■ What is required ■
Search the records for "seed". Copy every line where it appears.

■ Data to process ■
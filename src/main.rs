use std::net::{IpAddr, SocketAddr};

use tracing_subscriber::{layer::SubscriberExt, util::SubscriberInitExt};

use storefront_api::{
    config::AppConfig,
    db::{create_orm_conn, run_migrations},
    routes::app,
    services::auth_service::ensure_admin_account,
    state::AppState,
};

#[tokio::main]
async fn main() -> anyhow::Result<()> {
    dotenvy::dotenv().ok();
    tracing_subscriber::registry()
        .with(
            tracing_subscriber::EnvFilter::try_from_default_env()
                .unwrap_or_else(|_| "info,storefront_api=debug".into()),
        )
        .with(tracing_subscriber::fmt::layer())
        .init();

    let config = AppConfig::from_env()?;
    let orm = create_orm_conn(&config.database_url).await?;
    run_migrations(&orm).await?;

    let state = AppState::new(orm, &config.jwt);
    if let Some(seed) = &config.admin_seed {
        ensure_admin_account(&state.orm, seed, state.clock.now()).await?;
    }

    let addr = SocketAddr::from((config.host.parse::<IpAddr>()?, config.port));
    tracing::info!("listening on {}", addr);

    axum::serve(tokio::net::TcpListener::bind(addr).await?, app(state)).await?;

    Ok(())
}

■ Your response ■
    if let Some(seed) = &config.admin_seed {
        ensure_admin_account(&state.orm, seed, state.clock.now()).await?;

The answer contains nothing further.